# motorcycle trampin?



## eskimo (Feb 27, 2014)

I have a 1982 suzuki gs750t. Picked her up on Craigslist for $150 bucks, put im some elbow grease and about a hundred bucks in parts and she runs great now. Considering road dogging on my bike. Not sure if it is a good bike to take across the country, considering how old it is and it has about 2800 miles on it. additional information on motorcycle livin would be appreciated


----------



## eskimo (Feb 27, 2014)

Im not looking for what to pack and shit im looking for pros and cons of travelling by motorcycle


----------



## ByronMc (Feb 27, 2014)

I've ridden motorcycles, most of my life & love em ! So,going off on one,is a great idea, I feel ! That bike of yours may or may not be an issue,because of it's age,mostly due to getting parts for it !


----------



## eskimo (Feb 27, 2014)

Yeah I was thinking shit I might as well. The bike was cheap enough where I wouldnt feel too bad about ditching it haha


----------



## ByronMc (Feb 28, 2014)

Why not ride it around for a while & save up for a newer one


----------



## Matt Derrick (Feb 28, 2014)

i think traveling by motorcycle is fucking rad, and it's definitely something i hope to do someday. i love that easy rider image i get in my head of just hitting the road with a pack and a motorcycle...


----------



## kecleon (Feb 28, 2014)

Old bikrs are fine to get parts for you ve got cheap used parts and pattern and generic parts with the internet you'll find anything. I doubt you'd have much of a problem with that. Some of those 80s and early 90s jap bikes are the best built out there in my opinion. Simple enough as well. If it's comfy go for it. With 2800 miles it's got a hell of a lot of life left in it.


----------



## eskimo (Feb 28, 2014)

Ooh yeah no it has 28000 not 2800 miles. Oops . that makes sense, about being able to find parts more easily for old bikes. Im real lazy though so if something major when wrong I would just kick down the bike to someone who wants to work on it


----------



## Ristoncor (Feb 28, 2014)

Sounds like Zen and the Art of Motorcycle Maintenance.


----------



## OrganVile (Jan 4, 2015)

I feel like there is plenty to discuss here and I got some topics to see if we can bring some life back to this..
I just got my bike, a 1994 Virago 1100, and plan on taking off sometime late spring. A lot of shit to do with the trip is basic topics you can find on here, but I've thought of a few motorcycle trip specifics. Like:

Shelter- Having a bike is rad because you're not limited to the 25lbs or so you can carry on your back. That in mind I was hoping to bring along my trusty backpacking tent (some haggard early 2000s model) AND a hammock. I would love to have my hammock to hang out in, but it is definately an extra. I feel like on a bike I'm gonna have to wait out some rainy days and would want the tint to chill around in. There are also motorcycle specific tents for 200 that are worth a mention. Not for me, but still kinda badass. >> http://abelbrown.com/products/nomad-tent . What I'm not sure on is how much of the hammock setup to bring. Bug net and tarp or just the nest itself? It's going to come down to how much space I have, but the cool thing with eno is i can clip the parts onto random places as well during travel, like the side of my bag.
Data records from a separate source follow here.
//! Named-slot store.
//!
//! Values are keyed by the [`TypeId`] of their static type, which may be a
//! trait object (`set::<dyn Factory>(..)`). A lookup for a type with no slot
//! of its own falls back to searching the capability views registered with
//! [`SlotStore::set_view`]. The first view found wins and is cached under the
//! requested key, so later lookups resolve directly.

use std::any::{Any, TypeId, type_name};
use std::sync::Arc;

/// Values the store releases on teardown.
pub trait Disposable: Send + Sync {
    /// Release any GPU or host resources held by the value.
    fn dispose(&self);
}

type Erased = Box<dyn Any + Send + Sync>;

struct View {
    key: TypeId,
    type_name: &'static str,
    value: Erased,
    clone_value: fn(&Erased) -> Erased,
}

struct Slot {
    key: TypeId,
    type_name: &'static str,
    value: Erased,
    views: Vec<View>,
    disposer: Option<Arc<dyn Disposable>>,
    /// Cached result of a fallback search; owned by another slot.
    alias: bool,
}

fn clone_arc<T: ?Sized + Send + Sync + 'static>(value: &Erased) -> Erased {
    match value.downcast_ref::<Arc<T>>() {
        Some(arc) => Box::new(Arc::clone(arc)),
        None => Box::new(()),
    }
}

/// Insertion-ordered map from static type to a shared value.
#[derive(Default)]
pub(crate) struct SlotStore {
    slots: Vec<Slot>,
}

impl SlotStore {
    fn position(&self, key: TypeId) -> Option<usize> {
        self.slots.iter().position(|slot| slot.key == key)
    }

    fn insert(&mut self, slot: Slot) {
        match self.position(slot.key) {
            Some(index) => self.slots[index] = slot,
            None => self.slots.push(slot),
        }
    }

    pub fn set<T: ?Sized + Send + Sync + 'static>(
        &mut self,
        value: Arc<T>,
        disposer: Option<Arc<dyn Disposable>>,
    ) {
        // Cached aliases may point at the value being replaced
        self.slots.retain(|slot| !slot.alias);
        self.insert(Slot {
            key: TypeId::of::<T>(),
            type_name: type_name::<T>(),
            value: Box::new(value),
            views: Vec::new(),
            disposer,
            alias: false,
        });
    }

    /// Attach a capability view of `T`'s value, found by fallback lookups
    /// for `V`. Returns false if `T` has no slot.
    pub fn set_view<T: ?Sized + 'static, V: ?Sized + Send + Sync + 'static>(
        &mut self,
        view: Arc<V>,
    ) -> bool {
        self.slots.retain(|slot| !slot.alias);
        let Some(index) = self.position(TypeId::of::<T>()) else {
            return false;
        };
        let views = &mut self.slots[index].views;
        views.retain(|existing| existing.key != TypeId::of::<V>());
        views.push(View {
            key: TypeId::of::<V>(),
            type_name: type_name::<V>(),
            value: Box::new(view),
            clone_value: clone_arc::<V>,
        });
        true
    }

    pub fn remove<T: ?Sized + 'static>(&mut self) -> bool {
        let key = TypeId::of::<T>();
        self.slots.retain(|slot| !slot.alias);
        let before = self.slots.len();
        self.slots.retain(|slot| slot.key != key);
        self.slots.len() != before
    }

    pub fn get_exact<T: ?Sized + Send + Sync + 'static>(&self) -> Option<Arc<T>> {
        self.position(TypeId::of::<T>())
            .and_then(|index| self.slots[index].value.downcast_ref::<Arc<T>>())
            .cloned()
    }

    /// Look up `T`, falling back to the first registered view of `T`.
    pub fn get<T: ?Sized + Send + Sync + 'static>(&mut self) -> Option<Arc<T>> {
        if let Some(value) = self.get_exact::<T>() {
            return Some(value);
        }

        let key = TypeId::of::<T>();
        let mut candidates = self.slots.iter().filter_map(|slot| {
            slot.views
                .iter()
                .find(|view| view.key == key)
                .map(|view| (slot.type_name, view))
        });
        let (owner, view) = candidates.next()?;
        let others: Vec<&'static str> = candidates.map(|(name, _)| name).collect();
        if !others.is_empty() {
            log::warn!(
                "Ambiguous lookup for {}: using view of {}, also provided by {:?}",
                view.type_name,
                owner,
                others
            );
        }

        let cached = (view.clone_value)(&view.value);
        let result = cached.downcast_ref::<Arc<T>>().cloned();
        log::debug!("Caching {} from slot {}", view.type_name, owner);
        self.slots.push(Slot {
            key,
            type_name: type_name::<T>(),
            value: cached,
            views: Vec::new(),
            disposer: None,
            alias: true,
        });
        result
    }

    pub fn len(&self) -> usize {
        self.slots.iter().filter(|slot| !slot.alias).count()
    }

    /// Dispose every entry that supports it and clear the store.
    pub fn dispose_all(&mut self) {
        for slot in self.slots.drain(..) {
            if let Some(disposer) = slot.disposer {
                log::debug!("Disposing slot {}", slot.type_name);
                disposer.dispose();
            }
        }
    }
}

#[cfg(test)]
mod tests {
    use super::*;
    use std::sync::atomic::{AtomicUsize, Ordering};

    trait Named: Send + Sync {
        fn name(&self) -> &str;
    }

    struct Factory(&'static str);

    impl Named for Factory {
        fn name(&self) -> &str {
            self.0
        }
    }

    #[test]
    fn test_exact_lookup() {
        let mut store = SlotStore::default();
        store.set(Arc::new(42u32), None);
        assert_eq!(*store.get::<u32>().unwrap(), 42);
        assert!(store.get::<u64>().is_none());
    }

    #[test]
    fn test_trait_object_slot() {
        let mut store = SlotStore::default();
        let factory: Arc<dyn Named> = Arc::new(Factory("materials"));
        store.set::<dyn Named>(factory, None);
        assert_eq!(store.get::<dyn Named>().unwrap().name(), "materials");
    }

    #[test]
    fn test_fallback_first_view_wins_and_is_cached() {
        let mut store = SlotStore::default();
        let first = Arc::new(Factory("first"));
        let second = Arc::new(Factory("second"));
        store.set(first.clone(), None);
        store.set_view::<Factory, dyn Named>(first);
        store.set(Arc::new(7u8), None);
        store.set_view::<u8, dyn Named>(second);

        assert_eq!(store.get::<dyn Named>().unwrap().name(), "first");
        // Cached alias resolves directly now
        assert_eq!(store.get_exact::<dyn Named>().unwrap().name(), "first");
        assert_eq!(store.len(), 2);
    }

    #[test]
    fn test_set_view_requires_slot() {
        let mut store = SlotStore::default();
        let view: Arc<dyn Named> = Arc::new(Factory("orphan"));
        assert!(!store.set_view::<Factory, dyn Named>(view));
    }

    #[test]
    fn test_fallback_forgets_removed_provider() {
        let mut store = SlotStore::default();
        let factory = Arc::new(Factory("removed"));
        store.set(factory.clone(), None);
        store.set_view::<Factory, dyn Named>(factory);
        assert_eq!(store.get::<dyn Named>().unwrap().name(), "removed");

        assert!(store.remove::<Factory>());
        assert!(store.get::<dyn Named>().is_none());
    }

    #[test]
    fn test_fallback_follows_replaced_view() {
        let mut store = SlotStore::default();
        store.set(Arc::new(Factory("owner")), None);
        store.set_view::<Factory, dyn Named>(Arc::new(Factory("old")));
        assert_eq!(store.get::<dyn Named>().unwrap().name(), "old");

        store.set_view::<Factory, dyn Named>(Arc::new(Factory("new")));
        assert_eq!(store.get::<dyn Named>().unwrap().name(), "new");
    }

    #[test]
    fn test_remove() {
        let mut store = SlotStore::default();
        store.set(Arc::new(1i32), None);
        assert!(store.remove::<i32>());
        assert!(!store.remove::<i32>());
        assert!(store.get::<i32>().is_none());
    }

    #[test]
    fn test_dispose_all_skips_aliases() {
        struct Counted(Arc<AtomicUsize>);
        impl Disposable for Counted {
            fn dispose(&self) {
                self.0.fetch_add(1, Ordering::SeqCst);
            }
        }
        impl Named for Counted {
            fn name(&self) -> &str {
                "counted"
            }
        }

        let count = Arc::new(AtomicUsize::new(0));
        let value = Arc::new(Counted(count.clone()));
        let mut store = SlotStore::default();
        store.set(value.clone(), Some(value.clone() as Arc<dyn Disposable>));
        store.set_view::<Counted, dyn Named>(value);
        assert!(store.get::<dyn Named>().is_some());

        store.dispose_all();
        assert_eq!(count.load(Ordering::SeqCst), 1);
        assert_eq!(store.len(), 0);
    }
}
Sleeping- I'm investing in a National park pass for sure. $80 for year long rent in all of the national parks and land reserves? Fuck yes. That aside I think another handy part to a bike is it's easier to hide than a car. I see all kinds of options like pulling off into the median from the highway in wooded areas, and anywhere outside the city doing similar things. My concern is finding a place to dwell in the cities I visit with my bike. Any ideas?

Busking- Still working out a way to mount my banjo to the back of the sissy bar. I'll get back to you on this..

Maintenance- I have basic knowledge, but this is where I fall short. Luckily I have the bike to toy around with for a while and learn before I take off. Adjusting the carbs for altitude and changing a tire on the road are two things on the top of my list to learn. I want to either fix part of one saddle bag or make a PVC carrier to keep a toolkit handy. But anything anyone knows about caring for a bike that's being driven long distance, feel more than free to shout some shit out.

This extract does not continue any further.